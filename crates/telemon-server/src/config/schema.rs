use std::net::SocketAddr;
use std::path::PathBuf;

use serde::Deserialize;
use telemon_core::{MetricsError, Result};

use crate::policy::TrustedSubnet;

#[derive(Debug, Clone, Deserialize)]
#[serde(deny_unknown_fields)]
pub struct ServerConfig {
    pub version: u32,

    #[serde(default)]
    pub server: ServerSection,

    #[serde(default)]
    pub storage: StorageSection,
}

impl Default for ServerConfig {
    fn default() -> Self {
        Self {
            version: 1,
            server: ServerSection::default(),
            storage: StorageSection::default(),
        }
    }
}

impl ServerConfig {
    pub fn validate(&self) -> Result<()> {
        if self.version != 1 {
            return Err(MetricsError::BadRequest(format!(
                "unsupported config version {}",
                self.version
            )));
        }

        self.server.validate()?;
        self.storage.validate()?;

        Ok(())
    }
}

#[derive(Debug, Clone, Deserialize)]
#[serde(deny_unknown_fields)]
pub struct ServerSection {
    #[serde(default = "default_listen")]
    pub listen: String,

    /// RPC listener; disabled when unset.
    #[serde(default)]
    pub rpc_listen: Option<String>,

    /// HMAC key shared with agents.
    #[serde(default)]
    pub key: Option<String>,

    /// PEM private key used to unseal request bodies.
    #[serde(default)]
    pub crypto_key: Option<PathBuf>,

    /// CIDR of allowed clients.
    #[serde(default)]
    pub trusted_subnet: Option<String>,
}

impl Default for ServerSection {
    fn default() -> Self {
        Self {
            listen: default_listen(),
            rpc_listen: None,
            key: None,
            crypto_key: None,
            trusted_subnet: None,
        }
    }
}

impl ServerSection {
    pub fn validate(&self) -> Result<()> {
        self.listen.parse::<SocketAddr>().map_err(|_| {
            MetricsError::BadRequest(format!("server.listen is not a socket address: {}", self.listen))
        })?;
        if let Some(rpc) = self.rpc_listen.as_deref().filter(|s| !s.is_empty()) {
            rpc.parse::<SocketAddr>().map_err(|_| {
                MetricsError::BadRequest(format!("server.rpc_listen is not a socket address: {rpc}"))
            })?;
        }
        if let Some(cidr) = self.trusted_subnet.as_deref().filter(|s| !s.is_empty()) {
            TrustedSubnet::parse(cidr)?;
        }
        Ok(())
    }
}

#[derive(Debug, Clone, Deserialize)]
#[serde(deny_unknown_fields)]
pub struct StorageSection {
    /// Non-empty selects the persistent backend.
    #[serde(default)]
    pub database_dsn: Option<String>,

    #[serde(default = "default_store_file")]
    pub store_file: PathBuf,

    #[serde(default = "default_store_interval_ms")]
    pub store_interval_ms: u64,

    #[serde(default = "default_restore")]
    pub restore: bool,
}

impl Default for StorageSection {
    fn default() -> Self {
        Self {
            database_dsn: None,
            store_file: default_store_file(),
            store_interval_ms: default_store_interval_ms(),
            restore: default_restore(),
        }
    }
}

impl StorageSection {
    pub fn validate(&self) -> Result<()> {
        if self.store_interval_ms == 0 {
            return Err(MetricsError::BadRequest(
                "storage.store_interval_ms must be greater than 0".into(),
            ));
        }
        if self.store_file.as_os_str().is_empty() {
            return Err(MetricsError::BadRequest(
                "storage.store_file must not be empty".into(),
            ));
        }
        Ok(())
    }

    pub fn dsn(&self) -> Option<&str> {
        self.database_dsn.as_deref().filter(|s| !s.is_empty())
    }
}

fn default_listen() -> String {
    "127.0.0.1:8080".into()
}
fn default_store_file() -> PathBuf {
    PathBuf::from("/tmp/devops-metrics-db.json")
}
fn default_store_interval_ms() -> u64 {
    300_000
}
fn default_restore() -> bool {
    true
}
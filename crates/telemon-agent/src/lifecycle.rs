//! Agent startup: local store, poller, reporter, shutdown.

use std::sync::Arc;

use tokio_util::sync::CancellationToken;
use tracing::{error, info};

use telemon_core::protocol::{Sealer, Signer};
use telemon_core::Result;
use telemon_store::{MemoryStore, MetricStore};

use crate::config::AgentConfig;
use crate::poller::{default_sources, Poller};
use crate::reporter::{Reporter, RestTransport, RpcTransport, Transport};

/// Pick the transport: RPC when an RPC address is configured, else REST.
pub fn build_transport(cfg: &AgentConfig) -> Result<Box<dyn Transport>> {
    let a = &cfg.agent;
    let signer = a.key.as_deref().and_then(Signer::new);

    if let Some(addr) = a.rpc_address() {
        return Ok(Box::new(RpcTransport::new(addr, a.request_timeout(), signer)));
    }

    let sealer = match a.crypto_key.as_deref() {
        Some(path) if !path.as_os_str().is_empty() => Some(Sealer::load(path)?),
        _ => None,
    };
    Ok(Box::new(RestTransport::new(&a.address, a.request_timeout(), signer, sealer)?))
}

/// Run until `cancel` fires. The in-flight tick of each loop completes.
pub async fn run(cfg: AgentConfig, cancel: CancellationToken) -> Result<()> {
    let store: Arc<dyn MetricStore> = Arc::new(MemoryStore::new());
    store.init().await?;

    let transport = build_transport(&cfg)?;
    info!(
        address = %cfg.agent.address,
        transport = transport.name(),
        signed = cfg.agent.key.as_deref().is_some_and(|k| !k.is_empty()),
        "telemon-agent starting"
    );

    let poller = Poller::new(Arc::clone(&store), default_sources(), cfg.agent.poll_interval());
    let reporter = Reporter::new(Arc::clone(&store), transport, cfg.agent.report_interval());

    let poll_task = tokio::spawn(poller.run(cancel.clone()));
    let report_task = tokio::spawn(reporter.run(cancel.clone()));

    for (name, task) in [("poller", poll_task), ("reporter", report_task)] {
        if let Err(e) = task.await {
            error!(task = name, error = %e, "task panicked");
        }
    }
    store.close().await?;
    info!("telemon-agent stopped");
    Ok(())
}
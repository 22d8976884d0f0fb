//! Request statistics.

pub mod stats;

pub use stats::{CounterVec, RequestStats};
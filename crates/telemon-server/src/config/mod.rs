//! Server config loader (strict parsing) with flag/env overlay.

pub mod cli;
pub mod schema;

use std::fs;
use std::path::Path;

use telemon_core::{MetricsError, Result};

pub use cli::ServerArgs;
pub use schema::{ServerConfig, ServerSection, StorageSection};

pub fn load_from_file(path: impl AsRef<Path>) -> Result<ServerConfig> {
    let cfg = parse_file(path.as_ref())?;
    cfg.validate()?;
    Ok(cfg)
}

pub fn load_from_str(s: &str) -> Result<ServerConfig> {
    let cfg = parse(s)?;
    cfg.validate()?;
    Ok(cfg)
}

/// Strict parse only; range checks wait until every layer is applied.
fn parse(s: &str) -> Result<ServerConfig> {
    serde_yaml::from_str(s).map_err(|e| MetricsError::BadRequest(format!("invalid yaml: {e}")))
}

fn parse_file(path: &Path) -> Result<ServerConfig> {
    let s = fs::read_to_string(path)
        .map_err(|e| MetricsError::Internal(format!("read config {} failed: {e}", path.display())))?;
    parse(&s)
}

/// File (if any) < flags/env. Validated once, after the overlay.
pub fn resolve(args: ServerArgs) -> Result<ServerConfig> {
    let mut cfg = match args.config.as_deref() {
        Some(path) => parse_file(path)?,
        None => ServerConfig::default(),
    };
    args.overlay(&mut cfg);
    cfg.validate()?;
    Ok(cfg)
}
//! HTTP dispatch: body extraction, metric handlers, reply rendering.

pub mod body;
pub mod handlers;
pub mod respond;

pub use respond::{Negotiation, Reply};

TASK REQUIREMENTS
Using the material above, transcribe exactly the lines from the line with "pub use cli::ServerArgs;" to the line with "let s = fs::read_to_string(path)"; both count, and nothing else goes in.

ANSWER TO THIS TASK
pub use cli::ServerArgs;
pub use schema::{ServerConfig, ServerSection, StorageSection};

pub fn load_from_file(path: impl AsRef<Path>) -> Result<ServerConfig> {
    let cfg = parse_file(path.as_ref())?;
    cfg.validate()?;
    Ok(cfg)
}

pub fn load_from_str(s: &str) -> Result<ServerConfig> {
    let cfg = parse(s)?;
    cfg.validate()?;
    Ok(cfg)
}

/// Strict parse only; range checks wait until every layer is applied.
fn parse(s: &str) -> Result<ServerConfig> {
    serde_yaml::from_str(s).map_err(|e| MetricsError::BadRequest(format!("invalid yaml: {e}")))
}

fn parse_file(path: &Path) -> Result<ServerConfig> {
    let s = fs::read_to_string(path)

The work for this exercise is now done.